Top of Given data

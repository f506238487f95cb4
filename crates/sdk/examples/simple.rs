//! Simple SDK Example
//!
//! # Usage
//!
//! 1. Start the daemon:
//!    ```bash
//!    cargo run --package sockproc-daemon -- 13000 --foreground
//!    ```
//!
//! 2. Run this example:
//!    ```bash
//!    cargo run --example simple
//!    ```

use sockproc_sdk::{RemoteStatus, SockprocClient};
use std::time::Duration;

#[tokio::main]
async fn main() -> Result<(), Box<dyn std::error::Error>> {
    let client = SockprocClient::tcp(13000).with_timeout(Duration::from_secs(10));

    println!("1. Plain command");
    let output = client.execute("uname -a", None).await?;
    println!("   status: {}", output.status);
    print!("   stdout: {}", output.stdout_lossy());

    println!("2. Command with input");
    let output = client
        .execute("tr a-z A-Z", Some(&b"shout this\n"[..]))
        .await?;
    print!("   stdout: {}", output.stdout_lossy());

    println!("3. Failing command");
    let output = client.execute("ls /no/such/dir", None).await?;
    match output.status {
        RemoteStatus::Code(code) => println!("   exit code: {}", code),
        RemoteStatus::TimedOut => println!("   timed out"),
    }
    print!("   stderr: {}", output.stderr_lossy());

    Ok(())
}
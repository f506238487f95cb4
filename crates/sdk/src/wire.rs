//! Request framing and response parsing

use crate::error::{Result, SdkError};
use crate::types::{CommandOutput, RemoteStatus};

const STATUS_PREFIX: &[u8] = b"status:";

/// Frame a request: the command line, then the input block if there is any
pub(crate) fn encode_request(command: &[u8], input: Option<&[u8]>) -> Result<Vec<u8>> {
    if command.windows(2).any(|w| w == b"\r\n") {
        return Err(SdkError::InvalidCommand(
            "command must not contain CRLF".to_string(),
        ));
    }
    if command.contains(&0) {
        return Err(SdkError::InvalidCommand(
            "command must not contain NUL".to_string(),
        ));
    }

    let input = input.unwrap_or_default();
    let mut frame = Vec::with_capacity(command.len() + input.len() + 24);
    frame.extend_from_slice(command);
    frame.extend_from_slice(b"\r\n");
    if !input.is_empty() {
        frame.extend_from_slice(format!("{}\r\n", input.len()).as_bytes());
        frame.extend_from_slice(input);
    }
    Ok(frame)
}

/// Parse a complete response as read until the daemon closed the connection
pub(crate) fn parse_response(bytes: &[u8]) -> Result<CommandOutput> {
    if bytes.is_empty() {
        return Err(SdkError::NoResponse);
    }

    let mut rest = bytes;
    let status_line = take_line(&mut rest)?;
    let status = status_line
        .strip_prefix(STATUS_PREFIX)
        .ok_or_else(|| protocol("response does not start with status:", status_line))?;
    let status = parse_status(status)?;

    let stdout = take_block(&mut rest)?;
    let stderr = take_block(&mut rest)?;

    if !rest.is_empty() {
        return Err(SdkError::Protocol(format!(
            "{} unexpected bytes after stderr",
            rest.len()
        )));
    }

    Ok(CommandOutput {
        status,
        stdout,
        stderr,
    })
}

fn protocol(message: &str, got: &[u8]) -> SdkError {
    SdkError::Protocol(format!("{}: {:?}", message, String::from_utf8_lossy(got)))
}

fn parse_status(text: &[u8]) -> Result<RemoteStatus> {
    if text == b"timeout" {
        return Ok(RemoteStatus::TimedOut);
    }
    std::str::from_utf8(text)
        .ok()
        .and_then(|s| s.parse::<i32>().ok())
        .map(RemoteStatus::Code)
        .ok_or_else(|| protocol("invalid status", text))
}

fn take_line<'a>(rest: &mut &'a [u8]) -> Result<&'a [u8]> {
    let end = rest
        .iter()
        .position(|&b| b == b'\n')
        .ok_or_else(|| protocol("unterminated header line", rest))?;
    let line = &rest[..end];
    *rest = &rest[end + 1..];
    Ok(line)
}

fn take_block(rest: &mut &[u8]) -> Result<Vec<u8>> {
    let header = take_line(rest)?;
    let len = std::str::from_utf8(header)
        .ok()
        .and_then(|s| s.parse::<usize>().ok())
        .ok_or_else(|| protocol("invalid block length", header))?;

    if rest.len() < len {
        return Err(SdkError::Protocol(format!(
            "block truncated: expected {} bytes, got {}",
            len,
            rest.len()
        )));
    }

    let (block, tail) = rest.split_at(len);
    *rest = tail;
    Ok(block.to_vec())
}
//! SDK Response Types

use std::fmt;

/// How the remote command ended
#[derive(Debug, Clone, Copy, PartialEq, Eq)]
pub enum RemoteStatus {
    /// Exit code; 128 + N when the command was killed by signal N
    Code(i32),
    /// The daemon killed the command for running too long
    TimedOut,
}

impl RemoteStatus {
    pub fn code(&self) -> Option<i32> {
        match self {
            RemoteStatus::Code(code) => Some(*code),
            RemoteStatus::TimedOut => None,
        }
    }

    pub fn success(&self) -> bool {
        matches!(self, RemoteStatus::Code(0))
    }
}

impl fmt::Display for RemoteStatus {
    fn fmt(&self, f: &mut fmt::Formatter<'_>) -> fmt::Result {
        match self {
            RemoteStatus::Code(code) => write!(f, "{}", code),
            RemoteStatus::TimedOut => f.write_str("timeout"),
        }
    }
}

/// Result of one remote command
#[derive(Debug, Clone, PartialEq, Eq)]
pub struct CommandOutput {
    pub status: RemoteStatus,
    pub stdout: Vec<u8>,
    pub stderr: Vec<u8>,
}

impl CommandOutput {
    pub fn success(&self) -> bool {
        self.status.success()
    }

    pub fn stdout_lossy(&self) -> String {
        String::from_utf8_lossy(&self.stdout).into_owned()
    }

    pub fn stderr_lossy(&self) -> String {
        String::from_utf8_lossy(&self.stderr).into_owned()
    }
}
use std::{
    error::Error,
    fmt::{self, Display},
};

use crate::initialization::RandErr;

/// The result type used in the entire machine learning module.
pub type Result<T> = std::result::Result<T, MlErr>;

/// The machine learning module's error type.
#[derive(Debug)]
pub enum MlErr {
    SizeMismatch {
        what: &'static str,
        got: usize,
        expected: usize,
    },
    InvalidArchitecture(String),
    InvalidDataset {
        len: usize,
        row_size: usize,
    },
    EmptyDataset,
    ParamGenExhausted {
        got: usize,
        expected: usize,
    },
    Rand(RandErr),
}

impl Display for MlErr {
    fn fmt(&self, f: &mut fmt::Formatter<'_>) -> fmt::Result {
        match self {
            MlErr::SizeMismatch {
                what,
                got,
                expected,
            } => write!(
                f,
                "There's a size mismatch in {what}, got {got} and expected {expected}"
            ),
            MlErr::InvalidArchitecture(msg) => write!(f, "Invalid architecture: {msg}"),
            MlErr::InvalidDataset { len, row_size } => write!(
                f,
                "The dataset has {len} values, which can't be split in rows of {row_size}"
            ),
            MlErr::EmptyDataset => write!(f, "The dataset has no rows"),
            MlErr::ParamGenExhausted { got, expected } => write!(
                f,
                "The parameter generator got exhausted after {got} of {expected} parameters"
            ),
            MlErr::Rand(e) => write!(f, "Failed to create the weight distribution: {e}"),
        }
    }
}

impl Error for MlErr {
    fn source(&self) -> Option<&(dyn Error + 'static)> {
        match self {
            MlErr::Rand(e) => Some(e),
            _ => None,
        }
    }
}

impl From<RandErr> for MlErr {
    fn from(value: RandErr) -> Self {
        Self::Rand(value)
    }
}
/// Decides how the parameters move given the gradient of a batch.
pub trait Optimizer {
    /// Applies one update to `params`, `grad` has the same length.
    fn update_params(&mut self, params: &mut [f32], grad: &[f32]);
}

Bottom of Given data

| Exercise aim |
Working from the listing above, pick out every line that has "Option" and copy it.

| Answer to this task |
pub(crate) fn encode_request(command: &[u8], input: Option<&[u8]>) -> Result<Vec<u8>> {
    pub fn code(&self) -> Option<i32> {
    fn source(&self) -> Option<&(dyn Error + 'static)> {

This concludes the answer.